Across the entries below, count the lines in which the word "derive" occurs. Reply with the count alone.
**** Data for this exercise
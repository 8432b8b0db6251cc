//! Component type and group registry.
//!
//! Each component type gets a small id in `[0, 64)` and a single-bit flag
//! `1 << id`. Groups are OR-combinations of flags, cached by exact mask so
//! that `{A, B}` and `{B, A}` resolve to the same group. The registry is
//! closed once the ECS initializes: new types or groups are rejected, known
//! ones are still served.

use std::any::TypeId;
use std::collections::HashMap;
use std::fmt;

use tracing::debug;

use crate::ecs::component::{Component, ComponentSet};
use crate::ecs::{EcsError, EcsResult, Phase};

/// Maximum number of component types per ECS (bit width of the mask).
pub const MAX_TYPES: usize = 64;

/// Maximum number of distinct component groups per ECS.
pub const MAX_GROUPS: usize = i16::MAX as usize;

/// A registered component type.
#[derive(Debug, Clone, Copy, PartialEq, Eq, Hash)]
pub struct ComponentType {
    type_id: TypeId,
    id: u8,
    flag: u64,
    name: &'static str,
}

impl ComponentType {
    #[inline]
    pub fn id(&self) -> u8 {
        self.id
    }

    #[inline]
    pub fn index(&self) -> usize {
        usize::from(self.id)
    }

    #[inline]
    pub fn flag(&self) -> u64 {
        self.flag
    }

    #[inline]
    pub fn name(&self) -> &'static str {
        self.name
    }

    #[inline]
    pub fn type_id(&self) -> TypeId {
        self.type_id
    }

    /// Whether `mask` has this type's bit set.
    #[inline]
    pub fn is_in(&self, mask: u64) -> bool {
        mask & self.flag != 0
    }
}

impl fmt::Display for ComponentType {
    fn fmt(&self, f: &mut fmt::Formatter<'_>) -> fmt::Result {
        write!(f, "{}#{}", self.name, self.id)
    }
}

/// An OR-combination of component type flags.
#[derive(Debug, Clone, Copy, PartialEq, Eq, Hash)]
pub struct ComponentGroup {
    mask: u64,
    id: u16,
}

impl ComponentGroup {
    #[inline]
    pub fn mask(&self) -> u64 {
        self.mask
    }

    #[inline]
    pub fn id(&self) -> u16 {
        self.id
    }

    pub fn name(&self) -> String {
        format!("ComponentGroup_{}", self.id)
    }

    /// Every type of the group is present in `components`.
    #[inline]
    pub fn contains_all(&self, components: u64) -> bool {
        components & self.mask == self.mask
    }

    /// At least one type of the group is present in `components`.
    #[inline]
    pub fn contains_any(&self, components: u64) -> bool {
        components & self.mask != 0
    }

    #[inline]
    pub fn contains_type(&self, ty: ComponentType) -> bool {
        ty.is_in(self.mask)
    }

    #[inline]
    pub fn is_empty(&self) -> bool {
        self.mask == 0
    }

    /// Number of types in the group.
    #[inline]
    pub fn len(&self) -> u32 {
        self.mask.count_ones()
    }
}

impl fmt::Display for ComponentGroup {
    fn fmt(&self, f: &mut fmt::Formatter<'_>) -> fmt::Result {
        write!(f, "ComponentGroup_{}({:#x})", self.id, self.mask)
    }
}

/// Registry of component types and groups for one ECS instance.
#[derive(Debug, Default)]
pub struct TypeManager {
    types: Vec<ComponentType>,
    by_type_id: HashMap<TypeId, u8>,
    groups: Vec<ComponentGroup>,
    sealed: Option<Phase>,
}

impl TypeManager {
    pub fn new() -> Self {
        Self::default()
    }

    /// Resolve the type of `T`, registering it on first sight.
    pub fn get_type<T: Component>(&mut self) -> EcsResult<ComponentType> {
        if let Some(ty) = self.type_of::<T>() {
            return Ok(ty);
        }
        self.register(TypeId::of::<T>(), T::NAME)
    }

    /// Look up the type of `T` without registering it.
    #[inline]
    pub fn type_of<T: Component>(&self) -> Option<ComponentType> {
        self.by_type_id
            .get(&TypeId::of::<T>())
            .map(|&id| self.types[usize::from(id)])
    }

    #[inline]
    pub fn type_by_id(&self, id: u8) -> Option<ComponentType> {
        self.types.get(usize::from(id)).copied()
    }

    /// Resolve the cached group holding exactly `types`.
    pub fn get_group(&mut self, types: &[ComponentType]) -> EcsResult<ComponentGroup> {
        let mask = types.iter().fold(0, |mask, ty| mask | ty.flag());
        self.group_for_mask(mask)
    }

    /// Resolve the group of a component tuple, registering its types.
    pub fn group_of<S: ComponentSet>(&mut self) -> EcsResult<ComponentGroup> {
        let mask = S::mask(self)?;
        self.group_for_mask(mask)
    }

    /// Resolve the cached group for `mask`, creating it on a miss.
    pub fn group_for_mask(&mut self, mask: u64) -> EcsResult<ComponentGroup> {
        if let Some(group) = self.groups.iter().find(|group| group.mask == mask) {
            return Ok(*group);
        }
        self.check_open("create component group")?;
        if self.groups.len() >= MAX_GROUPS {
            return Err(EcsError::CapacityExceeded {
                resource: "component group",
                limit: MAX_GROUPS,
            });
        }
        let group = ComponentGroup {
            mask,
            id: self.groups.len() as u16,
        };
        self.groups.push(group);
        debug!(group = %group.name(), mask, "component group created");
        Ok(group)
    }

    /// Types whose bit is set in `mask`.
    pub fn types_in(&self, mask: u64) -> impl Iterator<Item = ComponentType> + '_ {
        self.types.iter().copied().filter(move |ty| ty.is_in(mask))
    }

    pub fn types(&self) -> &[ComponentType] {
        &self.types
    }

    pub fn groups(&self) -> &[ComponentGroup] {
        &self.groups
    }

    #[inline]
    pub fn len(&self) -> usize {
        self.types.len()
    }

    #[inline]
    pub fn is_empty(&self) -> bool {
        self.types.is_empty()
    }

    /// Reject new types and groups from now on.
    pub fn seal(&mut self, phase: Phase) {
        self.sealed = Some(phase);
    }

    pub fn is_sealed(&self) -> bool {
        self.sealed.is_some()
    }

    fn register(&mut self, type_id: TypeId, name: &'static str) -> EcsResult<ComponentType> {
        self.check_open("register component type")?;
        if self.types.len() >= MAX_TYPES {
            return Err(EcsError::CapacityExceeded {
                resource: "component type",
                limit: MAX_TYPES,
            });
        }
        let id = self.types.len() as u8;
        let ty = ComponentType {
            type_id,
            id,
            flag: 1u64 << id,
            name,
        };
        self.types.push(ty);
        self.by_type_id.insert(type_id, id);
        debug!(component = name, id, "component type registered");
        Ok(ty)
    }

    fn check_open(&self, operation: &'static str) -> EcsResult<()> {
        match self.sealed {
            Some(phase) => Err(EcsError::IllegalLifecycleState { operation, phase }),
            None => Ok(()),
        }
    }
}

#[cfg(test)]
mod tests {
    use super::*;
    use crate::define_component;

    struct A;
    struct B;
    struct C;
    define_component!(A);
    define_component!(B);
    define_component!(C, "Gamma");

    #[test]
    fn types_get_sequential_bits() {
        let mut types = TypeManager::new();
        let a = types.get_type::<A>().unwrap();
        let b = types.get_type::<B>().unwrap();
        assert_eq!((a.id(), a.flag()), (0, 1));
        assert_eq!((b.id(), b.flag()), (1, 2));
        assert_eq!(types.get_type::<A>().unwrap(), a);
        assert_eq!(types.get_type::<C>().unwrap().name(), "Gamma");
    }

    #[test]
    fn groups_are_cached_by_mask() {
        let mut types = TypeManager::new();
        let a = types.get_type::<A>().unwrap();
        let b = types.get_type::<B>().unwrap();

        let ab = types.get_group(&[a, b]).unwrap();
        let ba = types.get_group(&[b, a]).unwrap();
        assert_eq!(ab, ba);
        assert_eq!(types.group_of::<(B, A)>().unwrap(), ab);
        assert_eq!(types.groups().len(), 1);
        assert_eq!(ab.name(), "ComponentGroup_0");
        assert!(ab.contains_all(0b111));
        assert!(!ab.contains_all(0b01));
        assert!(ab.contains_any(0b01));
    }

    #[test]
    fn sealed_registry_serves_known_types_only() {
        let mut types = TypeManager::new();
        let a = types.get_type::<A>().unwrap();
        let group = types.get_group(&[a]).unwrap();
        types.seal(Phase::Initialized);

        assert_eq!(types.get_type::<A>().unwrap(), a);
        assert_eq!(types.get_group(&[a]).unwrap(), group);
        assert!(matches!(
            types.get_type::<B>(),
            Err(EcsError::IllegalLifecycleState { .. })
        ));
        assert!(matches!(
            types.group_for_mask(0b11),
            Err(EcsError::IllegalLifecycleState { .. })
        ));
    }

    #[test]
    fn sixty_fifth_type_is_rejected() {
        let mut types = TypeManager::new();
        for n in 0..MAX_TYPES {
            types.register(TypeId::of::<[u8; 0]>(), "filler").unwrap();
            assert_eq!(types.len(), n + 1);
        }
        assert!(matches!(
            types.get_type::<A>(),
            Err(EcsError::CapacityExceeded { limit: 64, .. })
        ));
    }
}
use crate::digits::{is_teen, nth_digit, teen_word, tens_word, unit_word};
use crate::error::{NumeralError, NumeralResult};

/// Largest value a single group can hold.
pub const MAX_GROUP: u16 = 999;

fn hundreds_phrase(group: u16) -> NumeralResult<String> {
    let hundreds = nth_digit(group as u64, 2);
    match hundreds {
        0 => Ok(String::new()),
        1 => Ok(format!("{} hundred", unit_word(hundreds)?)),
        // "hundreds" for anything but one, e.g. "two hundreds"
        _ => Ok(format!("{} hundreds", unit_word(hundreds)?)),
    }
}

fn push_segment(phrase: &mut String, segment: &str) {
    if segment.is_empty() {
        return;
    }
    if !phrase.is_empty() {
        phrase.push(' ');
    }
    phrase.push_str(segment);
}

/// Translate a single 3-digit group (0..=999) into English words.
///
/// The group is translated independently of its scale level, so the
/// result never carries "thousand", "million" and the like. A group of
/// 0 translates to the empty string.
///
/// # Errors
/// Returns `OutOfRange` if `group` is larger than 999.
pub fn translate_group(group: u16) -> NumeralResult<String> {
    if group > MAX_GROUP {
        return Err(NumeralError::out_of_range(group, 3));
    }

    let mut phrase = hundreds_phrase(group)?;

    // Teens are not composed from tens and units
    let last_two = group % 100;
    if is_teen(last_two) {
        push_segment(&mut phrase, teen_word(last_two)?);
        return Ok(phrase);
    }

    push_segment(&mut phrase, tens_word(nth_digit(group as u64, 1))?);

    let units = nth_digit(group as u64, 0);
    if units != 0 {
        push_segment(&mut phrase, unit_word(units)?);
    }

    Ok(phrase)
}
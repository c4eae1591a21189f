//! Spell out integers as English words.
//!
//! ```
//! assert_eq!(english_numerals::translate(1024).unwrap(), "one thousand, twenty four");
//! assert_eq!(
//!     english_numerals::translate_str("-1,234").unwrap(),
//!     "minus one thousand, two hundreds thirty four"
//! );
//! ```
//!
//! Numbers are read in groups of three digits. Each group is spelled out on
//! its own and followed by its scale word ("thousand", "million", ...), which
//! is singular only when the group is exactly one. Hundreds follow the same
//! rule, so 200 reads "two hundreds".

pub mod digits;
pub mod error;
pub mod group;
pub mod loader;
pub mod numeral;
pub mod scale;
pub mod translator;


// Re-export main types for convenient access
pub use digits::nth_digit;
pub use error::{NumeralError, NumeralResult};
pub use group::translate_group;
pub use loader::load_scale_table_from_file;
pub use numeral::Numeral;
pub use scale::{ScaleLevel, ScaleTable};
pub use translator::{NumberTranslator, Spellable};

/// Translate a non-negative integer with the English scale table.
pub fn translate(number: i64) -> NumeralResult<String> {
    NumberTranslator::default().translate(number)
}

/// Translate a numeral string (optionally signed and comma-grouped) with
/// the English scale table.
pub fn translate_str(numeral: &str) -> NumeralResult<String> {
    NumberTranslator::default().translate_str(numeral)
}
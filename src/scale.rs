use serde::{Deserialize, Serialize};

use crate::error::{NumeralError, NumeralResult};

/// Names of one power-of-1000 position, e.g. "thousand" / "thousands".
///
/// The units level (index 0) carries empty names.
#[derive(Debug, Clone, PartialEq, Eq, Serialize, Deserialize)]
pub struct ScaleLevel {
    pub singular: String,
    pub plural: String,
}

impl ScaleLevel {
    pub fn new(singular: &str, plural: &str) -> Self {
        ScaleLevel {
            singular: singular.to_string(),
            plural: plural.to_string(),
        }
    }

    /// Scale word for a group of the given value: singular for exactly one.
    pub fn name_for(&self, group: u16) -> &str {
        if group == 1 {
            &self.singular
        } else {
            &self.plural
        }
    }
}

/// Ordered scale levels, lowest first.
///
/// Each level covers three decimal digits, so a table of `n` levels can
/// translate numbers of up to `3 * n` digits.
#[derive(Debug, Clone, PartialEq, Eq, Serialize, Deserialize)]
pub struct ScaleTable {
    pub levels: Vec<ScaleLevel>,
}

impl ScaleTable {
    pub fn new(levels: Vec<ScaleLevel>) -> NumeralResult<Self> {
        let table = ScaleTable { levels };
        table.validate()?;
        Ok(table)
    }

    /// The English table: units, thousand, million, billion, trillion.
    pub fn english() -> Self {
        ScaleTable {
            levels: vec![
                ScaleLevel::new("", ""),
                ScaleLevel::new("thousand", "thousands"),
                ScaleLevel::new("million", "millions"),
                ScaleLevel::new("billion", "billions"),
                ScaleLevel::new("trillion", "trillions"),
            ],
        }
    }

    /// Parse and validate a table from JSON. Unknown keys such as
    /// `@metadata` are ignored.
    ///
    /// # Errors
    /// Returns `InvalidJson` for malformed JSON and `InvalidConfig` for a
    /// table that fails [`validate`](Self::validate).
    pub fn from_json_str(json: &str) -> NumeralResult<Self> {
        let table: ScaleTable = serde_json::from_str(json).map_err(NumeralError::InvalidJson)?;
        table.validate()?;
        Ok(table)
    }

    pub fn len(&self) -> usize {
        self.levels.len()
    }

    pub fn is_empty(&self) -> bool {
        self.levels.is_empty()
    }

    pub fn level(&self, index: usize) -> Option<&ScaleLevel> {
        self.levels.get(index)
    }

    /// Largest digit count this table can translate.
    pub fn max_digits(&self) -> usize {
        self.levels.len() * 3
    }

    /// Check that the table can be used for translation.
    ///
    /// Every level above the units level needs both names, otherwise
    /// adjacent groups would read as a single one.
    pub fn validate(&self) -> NumeralResult<()> {
        if self.levels.is_empty() {
            return Err(NumeralError::InvalidConfig(
                "scale table has no levels".to_string(),
            ));
        }

        for (index, level) in self.levels.iter().enumerate().skip(1) {
            if level.singular.trim().is_empty() || level.plural.trim().is_empty() {
                return Err(NumeralError::InvalidConfig(format!(
                    "scale level {} needs both a singular and a plural name",
                    index
                )));
            }
        }

        Ok(())
    }

    /// Whether the units level carries names, which then follow every
    /// non-zero units group.
    pub fn has_named_units(&self) -> bool {
        self.levels
            .first()
            .is_some_and(|units| !units.singular.is_empty() || !units.plural.is_empty())
    }
}

impl Default for ScaleTable {
    fn default() -> Self {
        ScaleTable::english()
    }
}
use std::sync::LazyLock;

use regex::Regex;

use crate::error::{NumeralError, NumeralResult};

// Optional sign, then "0", a plain digit run without leading zero, or
// American comma grouping with a 1-3 digit leading group.
static NUMERAL_RE: LazyLock<Regex> = LazyLock::new(|| {
    Regex::new(r"^[+-]?(?:0|[1-9][0-9]*|[1-9][0-9]{0,2}(?:,[0-9]{3})+)$")
        .expect("numeral grammar is a valid regex")
});

/// A numeral string that matched the grammar, split into sign and digits.
#[derive(Debug, Clone, PartialEq, Eq)]
pub struct Numeral {
    pub negative: bool,
    /// Significant digits, most significant first, without sign or commas.
    pub digits: String,
}

impl Numeral {
    /// Validate `input` against the numeral grammar and strip sign and commas.
    ///
    /// # Errors
    /// Returns `InvalidFormat` for anything the grammar rejects, e.g.
    /// `"0123"`, `"1,23"`, `"-"` or `"12,345,6"`.
    pub fn parse(input: &str) -> NumeralResult<Self> {
        if !NUMERAL_RE.is_match(input) {
            return Err(NumeralError::InvalidFormat {
                input: input.to_string(),
            });
        }

        let negative = input.starts_with('-');
        let digits: String = input.chars().filter(|c| c.is_ascii_digit()).collect();

        Ok(Numeral { negative, digits })
    }

    pub fn is_zero(&self) -> bool {
        self.digits == "0"
    }

    pub fn digit_count(&self) -> usize {
        self.digits.len()
    }

    /// Split the digits into 3-digit groups, least significant group first.
    pub fn groups(&self) -> Vec<u16> {
        self.digits
            .as_bytes()
            .rchunks(3)
            .map(|chunk| {
                chunk
                    .iter()
                    .fold(0u16, |value, digit| value * 10 + (digit - b'0') as u16)
            })
            .collect()
    }
}
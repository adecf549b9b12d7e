#![deny(
    unsafe_code,
    missing_docs,
    dead_code,
    unused_results,
    non_snake_case,
    unreachable_pub
)]

//! Constrained random placement of stimuli on the experiment grid.
//!
//! The system picks free cells uniformly at random from a read-only
//! [`OccupancyView`], asks the world to occupy each pick together with its
//! exclusion neighbourhood, and decorates every placed stimulus with two random
//! colours. All randomness flows through a caller-supplied [`Rng`], so seeded
//! generators replay identical layouts.

use rand::{seq::SliceRandom, Rng, SeedableRng};
use rand_chacha::ChaCha8Rng;
use stimulus_grid_core::{CellCoord, CellSize, Command, Event, Stimulus, StimulusColor};
use stimulus_grid_world::{
    self as world,
    query::{self, OccupancyView},
    Grid,
};
use tracing::warn;

/// Configuration parameters required to construct the placement system.
#[derive(Clone, Copy, Debug)]
pub struct Config {
    rng_seed: u64,
}

impl Config {
    /// Creates a new configuration using the provided seed.
    #[must_use]
    pub const fn new(rng_seed: u64) -> Self {
        Self { rng_seed }
    }

    /// Seed that drives cell choice and colour generation.
    #[must_use]
    pub const fn rng_seed(&self) -> u64 {
        self.rng_seed
    }
}

/// Placement system that owns the random source used for every decision.
#[derive(Debug)]
pub struct Placement<R = ChaCha8Rng> {
    rng: R,
}

impl Placement {
    /// Creates a placement system seeded from the configuration.
    #[must_use]
    pub fn new(config: Config) -> Self {
        Self::with_rng(ChaCha8Rng::seed_from_u64(config.rng_seed))
    }
}

impl<R: Rng> Placement<R> {
    /// Creates a placement system driven by the provided random source.
    #[must_use]
    pub fn with_rng(rng: R) -> Self {
        Self { rng }
    }

    /// Picks a free cell and occupies it together with its exclusion neighbourhood.
    ///
    /// Returns `None` when the grid has no free cell left. That is a capacity
    /// limit, not a failure.
    pub fn select_and_occupy(&mut self, grid: &mut Grid) -> Option<CellCoord> {
        let cell = select_free_cell(query::occupancy_view(grid), &mut self.rng)?;

        let mut events = Vec::with_capacity(1);
        world::apply(grid, Command::OccupyCell { cell }, &mut events);
        debug_assert!(
            matches!(events.as_slice(), [Event::CellOccupied { .. }]),
            "free cells always lie inside the grid"
        );
        Some(cell)
    }

    /// Places up to `count` circle stimuli, stopping early once the grid is full.
    ///
    /// Callers must be prepared to receive fewer stimuli than requested.
    pub fn generate_stimuli(
        &mut self,
        grid: &mut Grid,
        count: usize,
        cell_size: CellSize,
    ) -> Vec<Stimulus> {
        let mut stimuli = Vec::with_capacity(count.min(query::free_cell_count(grid)));
        for _ in 0..count {
            let Some(cell) = self.select_and_occupy(grid) else {
                break;
            };
            let line_color = self.random_color();
            let fill_color = self.random_color();
            stimuli.push(Stimulus::circle(cell, cell_size, line_color, fill_color));
        }

        if stimuli.len() < count {
            warn!(
                requested = count,
                placed = stimuli.len(),
                "grid ran out of free cells"
            );
        }
        stimuli
    }

    /// Draws a colour with independently uniform channels.
    pub fn random_color(&mut self) -> StimulusColor {
        random_color(&mut self.rng)
    }
}

/// Chooses one free cell uniformly at random, if any remain.
pub fn select_free_cell<R>(occupancy: OccupancyView<'_>, rng: &mut R) -> Option<CellCoord>
where
    R: Rng + ?Sized,
{
    occupancy.free_cells().choose(rng).copied()
}

/// Draws an RGB colour whose channels are independent and uniform over `0..=255`.
pub fn random_color<R>(rng: &mut R) -> StimulusColor
where
    R: Rng + ?Sized,
{
    let red = rng.gen::<u8>();
    let green = rng.gen::<u8>();
    let blue = rng.gen::<u8>();
    StimulusColor::from_rgb(red, green, blue)
}
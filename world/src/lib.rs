#![deny(
    unsafe_code,
    missing_docs,
    dead_code,
    unused_results,
    non_snake_case,
    unreachable_pub
)]

//! Authoritative grid state for stimulus placement.

use stimulus_grid_core::{
    in_exclusion_zone, CellCoord, CellLabel, Command, ConfigError, Event, GridDimensions,
    OccupationError,
};
use tracing::debug;

/// Single addressable grid position.
#[derive(Clone, Debug, PartialEq, Eq)]
pub struct Cell {
    coord: CellCoord,
    label: CellLabel,
    occupied: bool,
}

impl Cell {
    fn reserved_for(coord: CellCoord, dimensions: GridDimensions) -> Self {
        Self {
            coord,
            label: coord.label(),
            occupied: dimensions.is_reserved(coord),
        }
    }

    /// Column and row of the cell.
    #[must_use]
    pub const fn coord(&self) -> CellCoord {
        self.coord
    }

    /// Human-readable identifier such as `"3D"`.
    #[must_use]
    pub const fn label(&self) -> &CellLabel {
        &self.label
    }

    /// Reports whether the cell is unavailable for new stimuli.
    #[must_use]
    pub const fn is_occupied(&self) -> bool {
        self.occupied
    }
}

/// Dense occupancy grid owned by a single experiment session.
///
/// Cells are stored in row-major order. Occupancy only grows between resets.
#[derive(Clone, Debug, PartialEq, Eq)]
pub struct Grid {
    dimensions: GridDimensions,
    cells: Vec<Cell>,
}

impl Grid {
    /// Creates a grid with the border and middle column reserved.
    #[must_use]
    pub fn new(dimensions: GridDimensions) -> Self {
        let cells = dimensions
            .cells()
            .map(|coord| Cell::reserved_for(coord, dimensions))
            .collect();
        Self { dimensions, cells }
    }

    fn reset(&mut self) {
        let dimensions = self.dimensions;
        for cell in &mut self.cells {
            cell.occupied = dimensions.is_reserved(cell.coord);
        }
        debug!(
            columns = dimensions.columns(),
            rows = dimensions.rows(),
            "grid reset"
        );
    }

    fn occupy_exclusion_zone(&mut self, selected: CellCoord) -> u32 {
        let mut newly_occupied = 0;
        for cell in &mut self.cells {
            if !cell.occupied && in_exclusion_zone(selected, cell.coord) {
                cell.occupied = true;
                newly_occupied += 1;
            }
        }
        debug!(cell = %selected.label(), newly_occupied, "cell occupied");
        newly_occupied
    }
}

impl Default for Grid {
    fn default() -> Self {
        Self::new(GridDimensions::STANDARD)
    }
}

/// Validates the dimensions and creates a grid in its reserved configuration.
pub fn create_grid(columns: u32, rows: u32) -> Result<Grid, ConfigError> {
    Ok(Grid::new(GridDimensions::new(columns, rows)?))
}

/// Discards all placement-induced occupancy.
///
/// Shorthand for applying [`Command::ResetGrid`] when the event is not needed.
pub fn reset_grid(grid: &mut Grid) {
    let mut events = Vec::with_capacity(1);
    apply(grid, Command::ResetGrid, &mut events);
}

/// Applies the provided command to the grid, mutating state deterministically.
///
/// Each command is applied in full before this function returns.
pub fn apply(grid: &mut Grid, command: Command, out_events: &mut Vec<Event>) {
    match command {
        Command::ConfigureGrid { dimensions } => {
            *grid = Grid::new(dimensions);
            out_events.push(Event::GridConfigured { dimensions });
        }
        Command::ResetGrid => {
            grid.reset();
            out_events.push(Event::GridReset);
        }
        Command::OccupyCell { cell } => {
            if !grid.dimensions.contains(cell) {
                out_events.push(Event::OccupationRejected {
                    cell,
                    reason: OccupationError::OutOfBounds,
                });
                return;
            }

            let newly_occupied = grid.occupy_exclusion_zone(cell);
            out_events.push(Event::CellOccupied {
                cell,
                newly_occupied,
            });
        }
    }
}

/// Query functions that provide read-only access to the grid state.
pub mod query {
    use super::{Cell, Grid};
    use stimulus_grid_core::{CellCoord, GridDimensions};

    /// Dimensions the grid was configured with.
    #[must_use]
    pub fn dimensions(grid: &Grid) -> GridDimensions {
        grid.dimensions
    }

    /// All cells in row-major order.
    #[must_use]
    pub fn cells(grid: &Grid) -> &[Cell] {
        &grid.cells
    }

    /// Looks up a single cell.
    #[must_use]
    pub fn cell(grid: &Grid, coord: CellCoord) -> Option<&Cell> {
        grid.dimensions
            .index(coord)
            .and_then(|index| grid.cells.get(index))
    }

    /// Reports whether the cell is occupied. Cells outside the grid count as occupied.
    #[must_use]
    pub fn is_occupied(grid: &Grid, coord: CellCoord) -> bool {
        cell(grid, coord).map_or(true, Cell::is_occupied)
    }

    /// Number of cells that can still host a stimulus.
    #[must_use]
    pub fn free_cell_count(grid: &Grid) -> usize {
        grid.cells.iter().filter(|cell| !cell.occupied).count()
    }

    /// Exposes a read-only view of the occupancy state.
    #[must_use]
    pub fn occupancy_view(grid: &Grid) -> OccupancyView<'_> {
        OccupancyView { grid }
    }

    /// Read-only view into the dense occupancy grid.
    #[derive(Clone, Copy, Debug)]
    pub struct OccupancyView<'a> {
        grid: &'a Grid,
    }

    impl<'a> OccupancyView<'a> {
        /// Reports whether the cell can host a new stimulus.
        #[must_use]
        pub fn is_free(&self, coord: CellCoord) -> bool {
            !is_occupied(self.grid, coord)
        }

        /// Enumerates the free cells in row-major order.
        #[must_use]
        pub fn free_cells(&self) -> Vec<CellCoord> {
            self.grid
                .cells
                .iter()
                .filter(|cell| !cell.occupied)
                .map(Cell::coord)
                .collect()
        }

        /// Returns an iterator over the occupancy flag of every cell.
        pub fn iter(&self) -> impl Iterator<Item = bool> + 'a {
            self.grid.cells.iter().map(Cell::is_occupied)
        }

        /// Provides the dimensions of the underlying grid.
        #[must_use]
        pub fn dimensions(&self) -> GridDimensions {
            self.grid.dimensions
        }
    }
}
********
* _Result of the task_:
11